Download PDF as file object without downloading the file with Chrome and Selenium in Python-CodePudding

I am trying to download a PDF with Chromium and Selenium in Python. I am able to download it, if I download it as a file, but is it possible to get it as a string, like I would if it was downloaded with requests? Eg import requests; requests.get(url).content?

My current code is

from selenium import webdriver

driver = webdriver.Chrome()
driver.get("http://www.africau.edu/images/default/sample.pdf")

This opens the pdf, but does not download. I can also do

from selenium import webdriver
options = webdriver.ChromeOptions()
options.add_experimental_option(
    "prefs",
    {
        "download.default_directory": "/home/username/Downloads/",  # Change default directory for downloads
        "download.prompt_for_download": False,  # To auto download the file
        "download.directory_upgrade": True,
        "plugins.always_open_pdf_externally": True,  # It will not show PDF directly in chrome
    },
)
options.add_argument("--headless")
driver = webdriver.Chrome(options=options)
driver.get("http://www.africau.edu/images/default/sample.pdf")

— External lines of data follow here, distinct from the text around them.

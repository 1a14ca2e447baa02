use super::{eval, Failure, Generator};
use crate::ast;

/// Generate x86-64 assembly (AT&T syntax, one instruction or label per line)
/// for the given program tree. Each call performs one independent generation
/// pass with fresh label counters, so generating the same tree twice yields
/// byte-identical output.
pub fn input(program: &ast::Node) -> super::Result<String> {
    GenerateX64::new().execute(program)
}

/// The accumulator register every `generate` call leaves its value in. This
/// is also the first-argument register of the System V calling convention,
/// so the emitted `call print_int` needs no preceding move.
const ACCUMULATOR: &str = "%rdi";

/// Scratch register the saved right operand of a binary operation is restored
/// into before the combining instruction.
const SCRATCH: &str = "%r8";

/// Well-known name of the external runtime routine that prints the value
/// currently held in the accumulator register.
const PRINT_ROUTINE: &str = "print_int";

struct GenerateX64 {
    text: String,
    if_counter: usize,
    while_counter: usize
}

impl GenerateX64 {
    fn new() -> Self {
        GenerateX64 {
            text: String::new(),
            if_counter: 0,
            while_counter: 0
        }
    }

    fn emit(&mut self, line: &str) {
        self.text.push_str(line);
        self.text.push('\n');
    }

    /// Byte offset of a variable's stack slot relative to the frame base
    /// pointer. The 26 slots are laid out in alphabetical order, 8 bytes
    /// each, in a frame the caller is assumed to have established already.
    fn slot_offset(var: char) -> u32 {
        8 * (var as u32 - 'A' as u32 + 1)
    }

    /// Mnemonic of the conditional jump whose sense is the logical negation
    /// of the given relational operator. The `if`/`while` lowering emits the
    /// fall-through path first, so the jump taken when the condition holds
    /// must test the negated sense.
    fn negated_jump(op: ast::Op) -> &'static str {
        match op {
            ast::Op::LessThan => "jnl",
            ast::Op::Equal => "jne",
            ast::Op::GreaterThan => "jng",
            _ => unreachable!("negated jump requested for arithmetic operator")
        }
    }

    /// Ensure an `if`/`while` condition node is a relational comparison,
    /// yielding its operator. Anything else is rejected before any code for
    /// the enclosing construct has been emitted.
    fn relational_condition(construct: &'static str, condition: &ast::Node) -> super::Result<ast::Op> {
        match condition {
            ast::Node::BinaryOp { op, .. } if op.is_relational() => Ok(*op),

            other => Err(Failure::MalformedCondition {
                construct,
                encountered: other.kind_name()
            })
        }
    }

    fn generate_binary_op(&mut self, op: ast::Op, left: &ast::Node, right: &ast::Node) -> super::Result<()> {
        // Strength reduction: a multiplication by a constant power of two
        // becomes a shift of the left operand. A right operand folding to 1
        // shares the exponent sentinel 0 and so falls through to the generic
        // multiply instead (see `eval::power_of_two_exponent`).
        if op == ast::Op::Multiply && eval::is_constant(right) {
            let exponent = eval::power_of_two_exponent(eval::evaluate_constant(right)?);

            if exponent != 0 {
                log::trace!("Reducing multiplication by 2^{} to a left shift", exponent);

                self.generate(left)?;
                self.emit(&format!("salq ${}, {}", exponent, ACCUMULATOR));
                return Ok(());
            }
        }

        // Generic two-register protocol: the right operand is generated first
        // and saved on the machine stack while the left operand takes its
        // turn in the accumulator.
        self.generate(right)?;
        self.emit(&format!("pushq {}", ACCUMULATOR));
        self.generate(left)?;
        self.emit(&format!("popq {}", SCRATCH));

        match op {
            ast::Op::Add => self.emit(&format!("addq {}, {}", SCRATCH, ACCUMULATOR)),
            ast::Op::Subtract => self.emit(&format!("subq {}, {}", SCRATCH, ACCUMULATOR)),
            ast::Op::Multiply => self.emit(&format!("imulq {}, {}", SCRATCH, ACCUMULATOR)),

            ast::Op::Divide => {
                // Signed division dividend lives in rdx:rax.
                self.emit(&format!("movq {}, %rax", ACCUMULATOR));
                self.emit("cqto");
                self.emit(&format!("idivq {}", SCRATCH));
                self.emit(&format!("movq %rax, {}", ACCUMULATOR));
            }

            // Relational operators only set the flags - the branch decision
            // is made by the enclosing if/while, not here.
            ast::Op::LessThan | ast::Op::Equal | ast::Op::GreaterThan =>
                self.emit(&format!("cmpq {}, {}", SCRATCH, ACCUMULATOR))
        }

        Ok(())
    }

    fn generate_if(&mut self, condition: &ast::Node, then_branch: &ast::Node, else_branch: Option<&ast::Node>) -> super::Result<()> {
        let op = Self::relational_condition("if", condition)?;

        self.if_counter += 1;
        let id = self.if_counter;

        log::trace!("Lowering if construct with label id {}", id);

        // The else path is laid out in straight-line order, so the jump to
        // the then label is taken on the negation of the source operator.
        self.generate(condition)?;
        self.emit(&format!("{} IF_{}", Self::negated_jump(op), id));

        self.emit(&format!("ELSE_{}:", id));
        if let Some(branch) = else_branch {
            self.generate(branch)?;
        }
        self.emit(&format!("jmp ENDIF_{}", id));

        self.emit(&format!("IF_{}:", id));
        self.generate(then_branch)?;
        self.emit(&format!("jmp ENDIF_{}", id));

        self.emit(&format!("ENDIF_{}:", id));

        Ok(())
    }

    fn generate_while(&mut self, condition: &ast::Node, body: &ast::Node) -> super::Result<()> {
        let op = Self::relational_condition("while", condition)?;

        self.while_counter += 1;
        let id = self.while_counter;

        log::trace!("Lowering while construct with label id {}", id);

        self.emit(&format!("WHILE_{}:", id));
        self.generate(condition)?;
        self.emit(&format!("{} WHILE_END_{}", Self::negated_jump(op), id));

        self.generate(body)?;
        self.emit(&format!("jmp WHILE_{}", id));

        self.emit(&format!("WHILE_END_{}:", id));

        Ok(())
    }
}

impl Generator for GenerateX64 {
    const TARGET_NAME: &'static str = "x86-64";

    fn generate(&mut self, node: &ast::Node) -> super::Result<()> {
        log::trace!("Generating code for {}", node.kind_name());

        match node {
            ast::Node::Number(value) => {
                self.emit(&format!("movq ${}, {}", value, ACCUMULATOR));
            }

            ast::Node::Sequence(statements) => {
                for statement in statements {
                    self.generate(statement)?;
                }
            }

            ast::Node::Print(expr) => {
                self.generate(expr)?;
                self.emit(&format!("call {}", PRINT_ROUTINE));
            }

            ast::Node::BinaryOp { op, left, right } => {
                // Fold fully-constant subtrees to a single immediate load.
                // `is_constant` applies at every nesting depth, so this also
                // catches constant operands deep inside larger expressions.
                if eval::is_constant(node) {
                    let value = eval::evaluate_constant(node)?;

                    log::trace!("Folded constant expression to immediate value {}", value);

                    self.emit(&format!("movq ${}, {}", value, ACCUMULATOR));
                }
                else {
                    self.generate_binary_op(*op, left, right)?;
                }
            }

            ast::Node::Variable(var) => {
                self.emit(&format!("movq -{}(%rbp), {}", Self::slot_offset(*var), ACCUMULATOR));
            }

            ast::Node::Let { var, value } => {
                self.generate(value)?;
                self.emit(&format!("movq {}, -{}(%rbp)", ACCUMULATOR, Self::slot_offset(*var)));
            }

            ast::Node::If { condition, then_branch, else_branch } => {
                self.generate_if(condition, then_branch, else_branch.as_deref())?;
            }

            ast::Node::While { condition, body } => {
                self.generate_while(condition, body)?;
            }
        }

        Ok(())
    }

    fn construct_output(self) -> String {
        self.text
    }
}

This works, but it downloads a PDF-file to my downloads folder, which means I would need to read it to get the PDF in code. How can I get the pdf without needing to download it as a file first?

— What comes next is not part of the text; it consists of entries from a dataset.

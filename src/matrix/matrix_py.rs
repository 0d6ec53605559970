use crate::matrix::error::MatrixError;
use crate::matrix::matrix::{Matrix, Scalar};
use pyo3::exceptions::{PyIndexError, PyMemoryError, PyValueError};
use pyo3::prelude::*;
use pyo3::types::PyType;

impl From<MatrixError> for PyErr {
    fn from(error: MatrixError) -> PyErr {
        match error {
            MatrixError::BadRow { .. } | MatrixError::BadCol { .. } => {
                PyIndexError::new_err(error.to_string())
            }
            MatrixError::AllocationFailure { .. } => PyMemoryError::new_err(error.to_string()),
            MatrixError::DimensionMismatch { .. }
            | MatrixError::ShapeMismatch { .. }
            | MatrixError::EmptyShape { .. } => PyValueError::new_err(error.to_string()),
        }
    }
}

/// Python view of [`Matrix`], exported as `dense_matrix.Matrix`.
#[derive(Debug, Clone)]
#[pyclass(name = "Matrix")]
pub struct PyMatrix {
    pub inner: Matrix,
}

#[pymethods]
impl PyMatrix {
    #[new]
    pub fn new(rows: usize, cols: usize) -> PyResult<Self> {
        Ok(PyMatrix {
            inner: Matrix::create(rows, cols)?,
        })
    }

    #[classmethod]
    pub fn identity(_cls: &Bound<PyType>, n: usize) -> PyResult<Self> {
        Ok(PyMatrix {
            inner: Matrix::identity(n)?,
        })
    }

    #[classmethod]
    pub fn from_list(_cls: &Bound<PyType>, lines: Vec<Vec<Scalar>>) -> PyResult<Self> {
        Ok(PyMatrix {
            inner: Matrix::from_rows(lines)?,
        })
    }

    pub fn to_list(&self) -> Vec<Vec<Scalar>> {
        self.inner.to_rows()
    }

    #[getter]
    pub fn rows(&self) -> usize {
        self.inner.rows()
    }

    #[getter]
    pub fn cols(&self) -> usize {
        self.inner.cols()
    }

    pub fn get_cell(&self, row: usize, col: usize) -> PyResult<Scalar> {
        Ok(self.inner.get_cell(row, col)?)
    }

    pub fn set_cell(&mut self, value: Scalar, row: usize, col: usize) -> PyResult<()> {
        Ok(self.inner.set_cell(value, row, col)?)
    }

    pub fn get_row(&self, row: usize) -> PyResult<Vec<Scalar>> {
        Ok(self.inner.row(row)?.to_vec())
    }

    pub fn set_row(&mut self, values: Vec<Scalar>, row: usize) -> PyResult<()> {
        Ok(self.inner.set_row(&values, row)?)
    }

    pub fn init(&mut self, values: Vec<Scalar>) -> PyResult<()> {
        Ok(self.inner.init(&values)?)
    }

    pub fn scale(&mut self, k: Scalar) {
        self.inner.scalar_multiply(k)
    }

    pub fn duplicate(&self) -> PyResult<PyMatrix> {
        Ok(PyMatrix {
            inner: self.inner.duplicate()?,
        })
    }

    #[getter]
    #[allow(non_snake_case)]
    pub fn T(&self) -> PyResult<PyMatrix> {
        Ok(PyMatrix {
            inner: self.inner.transpose()?,
        })
    }

    pub fn __mul__(&self, rhs: &PyMatrix) -> PyResult<PyMatrix> {
        Ok(PyMatrix {
            inner: (&self.inner * &rhs.inner)?,
        })
    }

    pub fn __eq__(&self, other: &PyMatrix) -> bool {
        self.inner.equals(&other.inner)
    }

    pub fn __str__(&self) -> String {
        self.inner.to_string()
    }
}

CodePudding user response：

Not clearly getting question but if you want to read the file then just do

import requests
file_url = "http://codex.cs.yale.edu/avi/db-book/db4/slide-dir/ch1-2.pdf"

r = requests.get(file_url, stream = True)
#then open a file to write to py will auto create if not there

for chunk in r.iter_content(chunk_size=1024):
    # do something

You can download the file with request.get then writing it to disk

import requests
file_url = "http://codex.cs.yale.edu/avi/db-book/db4/slide-dir/ch1-2.pdf"

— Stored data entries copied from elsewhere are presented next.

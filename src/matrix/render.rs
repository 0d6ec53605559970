use crate::matrix::matrix::Matrix;
use std::fmt;
use std::fmt::Display;
use std::io;

/// Cell layout used when turning a matrix into text.
#[derive(Debug, Clone, Copy, PartialEq, Eq)]
pub struct RenderConfig {
    pub width: usize,
    pub precision: usize,
}

impl Default for RenderConfig {
    // Same layout as printf's "%8.3f".
    fn default() -> Self {
        RenderConfig {
            width: 8,
            precision: 3,
        }
    }
}

impl Matrix {
    /// Writes the `"<rows> rows, <cols> columns:"` header followed by one line per row.
    pub fn write_with(&self, f: &mut impl fmt::Write, config: &RenderConfig) -> fmt::Result {
        writeln!(f, "{} rows, {} columns:", self.rows(), self.cols())?;
        for line in self.as_slice().chunks(self.cols()) {
            for value in line {
                write!(
                    f,
                    "{:>width$.precision$}",
                    value,
                    width = config.width,
                    precision = config.precision
                )?;
            }
            writeln!(f)?;
        }
        Ok(())
    }

    pub fn render_with(&self, config: &RenderConfig) -> String {
        let mut out = String::new();
        // writing into a String cannot fail
        let _ = self.write_with(&mut out, config);
        out
    }

    pub fn print(&self, stream: &mut impl io::Write) -> io::Result<()> {
        stream.write_all(self.to_string().as_bytes())
    }
}

impl Display for Matrix {
    fn fmt(&self, f: &mut fmt::Formatter) -> fmt::Result {
        self.write_with(f, &RenderConfig::default())
    }
}

// --------------------------------------------------
//                      TESTS
// --------------------------------------------------

#[cfg(test)]
mod tests {
    use super::*;

    #[test]
    fn test_display_identity() {
        let m = Matrix::create(2, 2).unwrap();
        assert_eq!(
            m.to_string(),
            "2 rows, 2 columns:\n   1.000   0.000\n   0.000   1.000\n"
        );
    }

    #[test]
    fn test_display_rectangular() {
        let m = Matrix::from_rows(vec![vec![-1.5, 22.25, 1234.5678]]).unwrap();
        assert_eq!(
            m.to_string(),
            "1 rows, 3 columns:\n  -1.500  22.2501234.568\n"
        );
    }

    #[test]
    fn test_print() {
        let m = Matrix::create(1, 2).unwrap();
        let mut out = Vec::new();
        m.print(&mut out).unwrap();
        assert_eq!(
            String::from_utf8(out).unwrap(),
            "1 rows, 2 columns:\n   0.000   0.000\n"
        );
    }

    #[test]
    fn test_render_with_config() {
        let m = Matrix::from_rows(vec![vec![1.0, 2.5], vec![-3.0, 4.0]]).unwrap();
        let config = RenderConfig {
            width: 6,
            precision: 1,
        };
        assert_eq!(
            m.render_with(&config),
            "2 rows, 2 columns:\n   1.0   2.5\n  -3.0   4.0\n"
        );
        assert_eq!(m.render_with(&RenderConfig::default()), m.to_string());
    }
}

r = requests.get(file_url, stream = True)
#then open a file to write to py will auto create if not there

with open("python.pdf","wb") as pdf:
for chunk in r.iter_content(chunk_size=1024):

     # writing one chunk at a time to a pdf file
     if chunk:
         pdf.write(chunk)

CodePudding user response：

From what you described, I believe the following may achieve your goal:

from selenium.webdriver.common.action_chains import ActionChains
from selenium import webdriver
from selenium.webdriver.common.keys import Keys

driver = webdriver.Chrome()
driver.get("http://www.africau.edu/images/default/sample.pdf")

# Select all text and copy it using hotkeys
ActionChains(driver).key_down(Keys.CONTROL).send_keys('a').send_keys('c').key_up(Keys.CONTROL).perform()

Then, your desired text is on the clipboard and you can paste it where you like via

ActionChains(driver).key_down(Keys.CONTROL).send_keys('v').key_up(Keys.CONTROL).perform()